Hands-on science centers were born in the 1960’s, a product of a confident culture of science and technology. The New York Worlds Fair in 1964 suggested that by building bigger rockets, faster computers and more powerful engines, science and technology would offer prosperity without limit. For the following two decades, science education, including the newly hatched science and technology centers, celebrated the unlimited potential of science as an explanatory paradigm and the unambiguous benefits offered through new technologies. By the 1990’s the complexity of science exploded with complex and jargon filled areas of research such as chaos, emergence, genomics, string theory, ecosystems ecology that challenged public comprehension.

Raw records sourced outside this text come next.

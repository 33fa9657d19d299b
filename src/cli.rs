//! Command line interface for the `amqpframe` broker binary.
//!
//! Shared with `build.rs`, which renders the man page from it, so this
//! module only depends on `clap` and `std`.

use std::net::SocketAddr;

use clap::{Parser, ValueEnum};

/// Disposition settlement policy selectable from the command line.
#[derive(Clone, Copy, Debug, Default, PartialEq, Eq, ValueEnum)]
pub enum Settle {
    /// Each disposition settles the oldest outstanding delivery.
    #[default]
    Fifo,
    /// Each disposition settles the deliveries in its id range.
    Range,
}

/// Command line arguments for the `amqpframe` binary.
#[derive(Debug, Parser)]
#[command(
    name = "amqpframe",
    version,
    about = "In-memory message broker speaking the amqpframe wire protocol"
)]
pub struct Cli {
    /// Address to listen on.
    #[arg(short, long, default_value = "127.0.0.1:5672")]
    pub bind: SocketAddr,

    /// Container identifier advertised in `Open`.
    #[arg(long, default_value = "amqpframe")]
    pub container_id: String,

    /// Largest frame accepted from peers, in bytes.
    #[arg(long, default_value_t = 65_536)]
    pub max_frame_size: u32,

    /// Credit granted to each publishing peer.
    #[arg(long, default_value_t = 100)]
    pub publish_credit: u32,

    /// How inbound dispositions select deliveries.
    #[arg(long, value_enum, default_value_t)]
    pub settle: Settle,

    /// Accept `user:password` through SASL PLAIN; repeatable. Without any
    /// user peers authenticate anonymously.
    #[arg(long = "user", value_name = "USER:PASSWORD")]
    pub users: Vec<String>,

    /// Queue to create at startup; repeatable.
    #[arg(short, long = "queue", value_name = "ADDRESS")]
    pub queues: Vec<String>,

    /// Create queues on first attach.
    #[arg(long)]
    pub auto_create: bool,

    /// Number of accept workers; defaults to the number of CPUs.
    #[arg(short, long)]
    pub workers: Option<usize>,

    /// Serve Prometheus metrics on this address.
    #[arg(long, value_name = "ADDR")]
    pub metrics: Option<SocketAddr>,
}

impl Cli {
    /// Split the `--user` values into `(user, password)` pairs.
    ///
    /// Values without a colon are skipped and returned in the second list.
    #[must_use]
    pub fn credentials(&self) -> (Vec<(String, String)>, Vec<String>) {
        let mut valid = Vec::new();
        let mut invalid = Vec::new();
        for entry in &self.users {
            match entry.split_once(':') {
                Some((user, password)) => valid.push((user.to_owned(), password.to_owned())),
                None => invalid.push(entry.clone()),
            }
        }
        (valid, invalid)
    }
}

Even the watershed moment at the turn of the millennium when the human genome was decoded, the biological equivalent to the moon landing, opened vistas of new complexity. When the confetti settled to the floor, we realized that decoding the human genome raised more questions than it answered, as human biology could not be captured in a sequence of base pairs, no matter how extensive or accurate. Genomics, in fact, was an early window into the complexity of interconnected systems and provided an impetus for the development of a new science of networks. So when it came time, also at the turn of the millennium, to put together a centerpiece exhibition on networks at the New York Hall of Science, it is not too surprising that the project ended up light years away from where it began.